• Aim of the task
Once you have checked the records that follow, state how many of their lines hold "instead", giving the number only.

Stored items
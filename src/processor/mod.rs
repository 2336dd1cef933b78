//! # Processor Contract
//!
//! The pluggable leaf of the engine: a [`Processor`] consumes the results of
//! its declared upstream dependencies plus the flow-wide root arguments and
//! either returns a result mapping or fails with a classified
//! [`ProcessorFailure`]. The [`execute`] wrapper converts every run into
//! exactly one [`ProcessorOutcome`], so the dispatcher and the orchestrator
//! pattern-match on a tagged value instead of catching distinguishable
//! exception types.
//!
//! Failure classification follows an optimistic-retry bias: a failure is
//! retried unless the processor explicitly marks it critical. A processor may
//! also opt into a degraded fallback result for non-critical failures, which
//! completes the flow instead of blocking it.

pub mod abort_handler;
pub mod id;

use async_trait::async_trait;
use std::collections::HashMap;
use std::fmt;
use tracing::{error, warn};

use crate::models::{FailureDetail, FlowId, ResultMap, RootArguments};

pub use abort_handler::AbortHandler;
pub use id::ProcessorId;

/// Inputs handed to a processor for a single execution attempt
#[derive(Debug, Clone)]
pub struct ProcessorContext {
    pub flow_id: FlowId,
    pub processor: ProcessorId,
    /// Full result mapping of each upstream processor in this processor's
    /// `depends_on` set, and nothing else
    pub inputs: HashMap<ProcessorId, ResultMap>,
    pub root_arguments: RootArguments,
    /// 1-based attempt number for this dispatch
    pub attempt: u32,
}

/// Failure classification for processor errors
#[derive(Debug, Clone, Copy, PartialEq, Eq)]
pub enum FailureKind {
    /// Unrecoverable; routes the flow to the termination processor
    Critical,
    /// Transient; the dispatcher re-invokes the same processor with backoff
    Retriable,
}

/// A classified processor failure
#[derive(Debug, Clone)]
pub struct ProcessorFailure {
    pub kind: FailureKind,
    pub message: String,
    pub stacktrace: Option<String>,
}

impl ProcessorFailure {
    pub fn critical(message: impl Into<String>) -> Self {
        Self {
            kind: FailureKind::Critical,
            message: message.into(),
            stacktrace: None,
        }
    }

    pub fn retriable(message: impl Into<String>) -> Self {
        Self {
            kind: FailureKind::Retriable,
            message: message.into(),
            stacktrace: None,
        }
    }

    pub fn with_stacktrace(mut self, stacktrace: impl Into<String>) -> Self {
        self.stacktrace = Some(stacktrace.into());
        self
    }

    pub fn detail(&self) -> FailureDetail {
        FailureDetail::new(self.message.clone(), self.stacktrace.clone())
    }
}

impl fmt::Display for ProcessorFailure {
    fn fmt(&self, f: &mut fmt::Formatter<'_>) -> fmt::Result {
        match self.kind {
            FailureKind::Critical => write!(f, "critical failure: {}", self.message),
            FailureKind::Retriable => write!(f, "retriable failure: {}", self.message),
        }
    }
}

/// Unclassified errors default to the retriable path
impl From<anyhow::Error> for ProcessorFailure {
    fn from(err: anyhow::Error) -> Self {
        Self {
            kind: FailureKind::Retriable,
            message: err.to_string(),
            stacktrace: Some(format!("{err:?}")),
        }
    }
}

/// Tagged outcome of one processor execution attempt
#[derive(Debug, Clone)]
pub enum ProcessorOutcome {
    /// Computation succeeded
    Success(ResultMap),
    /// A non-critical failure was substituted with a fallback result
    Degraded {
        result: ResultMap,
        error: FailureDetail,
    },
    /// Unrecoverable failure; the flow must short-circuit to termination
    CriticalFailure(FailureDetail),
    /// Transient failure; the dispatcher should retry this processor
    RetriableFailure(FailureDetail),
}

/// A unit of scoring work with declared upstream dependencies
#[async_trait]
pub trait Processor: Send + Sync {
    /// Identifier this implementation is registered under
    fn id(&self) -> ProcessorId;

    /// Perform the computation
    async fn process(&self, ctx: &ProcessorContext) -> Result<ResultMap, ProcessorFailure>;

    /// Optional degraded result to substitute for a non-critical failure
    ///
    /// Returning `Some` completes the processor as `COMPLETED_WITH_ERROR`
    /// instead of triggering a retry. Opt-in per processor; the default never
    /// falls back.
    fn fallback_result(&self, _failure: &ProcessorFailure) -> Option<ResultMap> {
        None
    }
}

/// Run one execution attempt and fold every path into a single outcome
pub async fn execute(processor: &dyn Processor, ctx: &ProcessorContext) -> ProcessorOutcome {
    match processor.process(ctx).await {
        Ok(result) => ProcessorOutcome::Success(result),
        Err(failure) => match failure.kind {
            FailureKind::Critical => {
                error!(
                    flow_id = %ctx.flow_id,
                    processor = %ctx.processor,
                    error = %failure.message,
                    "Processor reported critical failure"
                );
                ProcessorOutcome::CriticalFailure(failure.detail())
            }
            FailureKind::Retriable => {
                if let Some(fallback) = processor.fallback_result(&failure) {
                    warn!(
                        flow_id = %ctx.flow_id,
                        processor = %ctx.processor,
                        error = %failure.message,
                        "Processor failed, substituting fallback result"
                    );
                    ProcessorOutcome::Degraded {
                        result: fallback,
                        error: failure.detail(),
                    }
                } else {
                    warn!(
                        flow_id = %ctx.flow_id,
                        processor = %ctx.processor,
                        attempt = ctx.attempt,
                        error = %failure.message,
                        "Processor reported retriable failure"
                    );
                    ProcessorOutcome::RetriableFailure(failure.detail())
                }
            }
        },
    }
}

• Answer box
3